Like everyone else, I continue to sit transfixed in front of my computer and
television screen since the 26th of November. Also, like everyone else, I have
much admiration for Indian media. Something, however, is slipping. There seems
to be lack of direction and an absence of a deeper analytical understanding of
what the media’s role should be in this rather grave situation. Its
choreography of catharsis has taken a dangerous turn.
First, just some basic questions, prompted by sheer personal insecurity. I remain unconvinced by Barkha Dutt’s passionate defence of NDTV’s coverage of the attacks. I am worried about the way details of airport security are being divulged constantly. While we depend on the media to expose its gaps, perhaps some details should be reported directly to the authorities and not through public outlets? If there are potential attacks being planned, should there be such open knowledge about what security arrangements are in place? Very legitimate doubts have been raised about the way operations at the Taj were being telecast. There needs to be oversight of the media’s actions, and I would feel safer if such oversight was in place. By the way, should the confessions of Mohammad Ajmal Amir be narrated by the media as they emerge? Is receiving this word-by-word account really in our interest? And can we have some consensus on his name?
Second, it is commendable that the media has taken on the role of being the conduit of public anger towards our system of governance. However, the system of governance does not consist only of the politicians or the bureaucracy. Our celebrities, corporate leaders and the elite more generally are intrinsic elements of this system of governance. They are also the greatest beneficiaries of the system which they now blithely condemn. At the very least, should the media not raise questions about their complicity -- at the very least the issues of tax avoidance, tax evasion, land grab, etc. all of which are gains made directly from this system of governance? To the contrary, all we see are pretty young journalists enamoured by the rants of the great men and women they interview. As they ask coyly of their interviwees, "So what would you do to make a change?", the same generalities follow. This, quite simply, insults the many Indians who are already active in social change. The smugness and presumptuous demeanour of these suddenly engaged celebrities is impossible to stomach.
The talk shows are worse and their effect even more serious.

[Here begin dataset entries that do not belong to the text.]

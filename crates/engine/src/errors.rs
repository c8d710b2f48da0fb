//! Errors raised by the engine.

use liquidstake_db::errors::DbError;
use liquidstake_params::errors::ParamsError;
use liquidstake_primitives::{errors::CoinError, types::ChainId};
use liquidstake_sm::deposit::errors::DSMError;
use thiserror::Error;

/// Error while executing an engine operation.
///
/// Any error aborts the enclosing unit of work; none of its writes, events or samples survive.
#[derive(Debug, Error)]
pub enum EngineError {
    /// The store failed.
    #[error("db: {0}")]
    Db(#[from] DbError),

    /// A deposit refused a lifecycle event.
    #[error("deposit state machine: {0}")]
    StateMachine(#[from] DSMError),

    /// The stored parameters are unusable.
    #[error("invalid params: {0}")]
    Params(#[from] ParamsError),

    /// A record or remote object does not exist.
    #[error("not found: {0}")]
    NotFound(String),

    /// The light client behind a connection cannot tell which chain it tracks.
    #[error(
        "unexpected type of client, cannot determine chain-id: clientType: {client_type}, connectionid: {connection_id}"
    )]
    UnexpectedClientType {
        /// The type of the client.
        client_type: String,
        /// The connection the client was looked up for.
        connection_id: String,
    },

    /// A cross-chain transaction could not be dispatched.
    #[error("could not send ICA transfer for host chain {chain_id}")]
    Dispatch {
        /// The host chain the transaction was destined for.
        chain_id: ChainId,
        /// The underlying failure.
        #[source]
        source: anyhow::Error,
    },

    /// An amount in one denomination was applied to a record in another.
    #[error("denomination mismatch: expected {expected}, got {got}")]
    DenomMismatch {
        /// The denomination of the record.
        expected: String,
        /// The denomination supplied.
        got: String,
    },

    /// Arithmetic on amounts failed.
    #[error("coin: {0}")]
    Coin(#[from] CoinError),

    /// An amount left the representable range.
    #[error("amount overflow")]
    AmountOverflow,

    /// An address is malformed.
    #[error("invalid address: {0:?}")]
    InvalidAddress(String),

    /// An external collaborator failed.
    #[error("collaborator: {0}")]
    Collaborator(#[from] anyhow::Error),
}

/// Result alias for engine operations.
pub type EngineResult<T> = Result<T, EngineError>;
//! A denominated, non-negative token amount.

use std::fmt::Display;

use arbitrary::Arbitrary;
use borsh::{BorshDeserialize, BorshSerialize};
use serde::{Deserialize, Serialize};

use crate::errors::CoinError;

/// An amount of a single denomination.
///
/// Amounts are unsigned so a negative balance is unrepresentable; every operation that could leave
/// the valid range is checked.
#[derive(
    Debug,
    Clone,
    PartialEq,
    Eq,
    Hash,
    Default,
    Serialize,
    Deserialize,
    BorshSerialize,
    BorshDeserialize,
    Arbitrary,
)]
pub struct Coin {
    /// The denomination of the amount.
    pub denom: String,

    /// The amount in the smallest unit of the denomination.
    pub amount: u128,
}

impl Coin {
    /// Creates a new coin.
    pub fn new(denom: impl Into<String>, amount: u128) -> Self {
        Self {
            denom: denom.into(),
            amount,
        }
    }

    /// Creates a zero-valued coin of the given denomination.
    pub fn zero(denom: impl Into<String>) -> Self {
        Self::new(denom, 0)
    }

    /// Returns `true` if the amount is zero.
    pub const fn is_zero(&self) -> bool {
        self.amount == 0
    }

    /// Adds `other` to this coin, failing on a denomination mismatch or overflow.
    pub fn checked_add(&self, other: &Coin) -> Result<Coin, CoinError> {
        self.ensure_same_denom(other)?;

        let amount = self
            .amount
            .checked_add(other.amount)
            .ok_or(CoinError::Overflow)?;

        Ok(Coin::new(self.denom.clone(), amount))
    }

    /// Subtracts `other` from this coin, failing on a denomination mismatch or if the result would
    /// be negative.
    pub fn checked_sub(&self, other: &Coin) -> Result<Coin, CoinError> {
        self.ensure_same_denom(other)?;

        let amount = self
            .amount
            .checked_sub(other.amount)
            .ok_or(CoinError::Insufficient {
                available: self.amount,
                requested: other.amount,
            })?;

        Ok(Coin::new(self.denom.clone(), amount))
    }

    fn ensure_same_denom(&self, other: &Coin) -> Result<(), CoinError> {
        if self.denom != other.denom {
            return Err(CoinError::DenomMismatch {
                left: self.denom.clone(),
                right: other.denom.clone(),
            });
        }

        Ok(())
    }
}

impl Display for Coin {
    fn fmt(&self, f: &mut std::fmt::Formatter<'_>) -> std::fmt::Result {
        write!(f, "{}{}", self.amount, self.denom)
    }
}

#[cfg(test)]
mod tests {
    use super::*;

    #[test]
    fn test_add_and_sub() {
        let a = Coin::new("uatom", 10_000);
        let b = Coin::new("uatom", 2_500);

        assert_eq!(a.checked_add(&b).unwrap(), Coin::new("uatom", 12_500));
        assert_eq!(a.checked_sub(&b).unwrap(), Coin::new("uatom", 7_500));
        assert_eq!(
            b.checked_sub(&a).unwrap_err(),
            CoinError::Insufficient {
                available: 2_500,
                requested: 10_000
            }
        );
    }

    #[test]
    fn test_denom_mismatch() {
        let a = Coin::new("uatom", 1);
        let b = Coin::new("uosmo", 1);

        assert!(matches!(
            a.checked_add(&b),
            Err(CoinError::DenomMismatch { .. })
        ));
    }

    #[test]
    fn test_overflow() {
        let a = Coin::new("uatom", u128::MAX);

        assert_eq!(
            a.checked_add(&Coin::new("uatom", 1)).unwrap_err(),
            CoinError::Overflow
        );
    }

    #[test]
    fn test_display() {
        assert_eq!(Coin::new("uatom", 42).to_string(), "42uatom");
    }
}
//! Row spec for host chains.

use liquidstake_primitives::{host_chain::HostChain, types::ChainId};

use super::{
    kv::{KVRowSpec, PackableKey},
    HOST_CHAIN_PREFIX,
};
use crate::errors::DbResult;

/// Key for a host-chain row: its chain id.
#[derive(Debug, Clone, PartialEq, Eq)]
pub struct HostChainKey {
    /// The chain id.
    pub chain_id: ChainId,
}

impl HostChainKey {
    /// Returns the prefix shared by every host chain.
    pub fn table_prefix() -> Vec<u8> {
        vec![HOST_CHAIN_PREFIX]
    }
}

impl PackableKey for HostChainKey {
    fn pack(&self) -> DbResult<Vec<u8>> {
        let mut key = Self::table_prefix();
        key.extend_from_slice(self.chain_id.as_bytes());

        Ok(key)
    }
}

/// ZST for the host-chain row spec.
#[derive(Debug)]
pub struct HostChainRowSpec;

impl KVRowSpec for HostChainRowSpec {
    type Key = HostChainKey;
    type Value = HostChain;
}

Suggestions of
war and carpet bombing and gun ownership are aired regularly and with impunity.
Enough is enough chant the divas. Enough of what exactly is enough? This is a
country where the wealth of 40 people equals 30 percent of our $1 trillion
national income and 77 percent live under Rs.20 a day. Enough is enough, surely.
But it was not so, until very recently.
In shock (and awe) I watched the other day a rather shrill (and ill-informed) host ask her guests why the Pakistani civil society is not standing by us in this hour of need. Oh really? Do we stand behind them when unmanned US drones kill innocent civilians everyday? Did we stand behind the children who had their limbs blown off on their way to school? Did we stand behind the people of Bajaur who became refugees in their own country?
This brings me to the final point: there is almost no analysis in the media about how the deep imbroglio in South Asia is a direct consequence of US involvement in the region, in particular its actions since 9/11. Remember George Bush’s famous (and ominous) line: "if we don’t fight them there, they will fight us here"? This line is repeated time and again in these terribly choreographed debates on television. We hear how there have been no attacks on US soil since 9/11. True, very true. But how? Only by displacing them on to other soils, such as ours. Indeed, this is just another grotesque moment in the bloody history of empire. Remember, how another imperialist at another time, told us how it had saved us by partitioning us? Of course, the blame must lie, as always, with us: for not seeing through these manipulations and for allowing our leaders to use them for their own advantage - in our name. Ironically, this is also precisely what a large section of the American public has finally come to regret: that they had allowed the manipulation of fear for political and economic gains of some. The two wars, fought on the backs of the American underclass, have wreaked havoc both inside and beyond America’s borders.
The Indian public, now very understandably traumatized and overcome with a feeling of helplessness, needs to be given this wider context. It needs to be reminded of the long history of US intervention in Afghanistan and Pakistan, its role in fomenting instability and its destructive oil-hungry militarism since 9/11. Its long history of direct support to military dictatorships and armed militancy in Pakistan must immediately be brought into this discourse. It may be difficult at this point in time, as the US has positioned itself as India’s primary ally in pressuring Pakistan. But it is an alliance they must know they owe us, for having stoked the fires of conflict (which, of course, we ourselves have so perversely ignited and kept alive). Similarly, they owe much to the ordinary citizens of Pakistan who suffer from the scourge of militarism that the American government and the Pakistani establishment have unleashed on them. Not only should we not call for a new war, but we should call for an end to all ongoing wars, including on our own soil. It would be an unforgivable irony of history if we allow this tragedy to turn us into a local agent of American imperialism in South Asia.
I hope our powerful media is up to the task.
Ananya Mukherjee Reed is Associate Professor, Political Science at York University, Toronto, Ontario, Canada.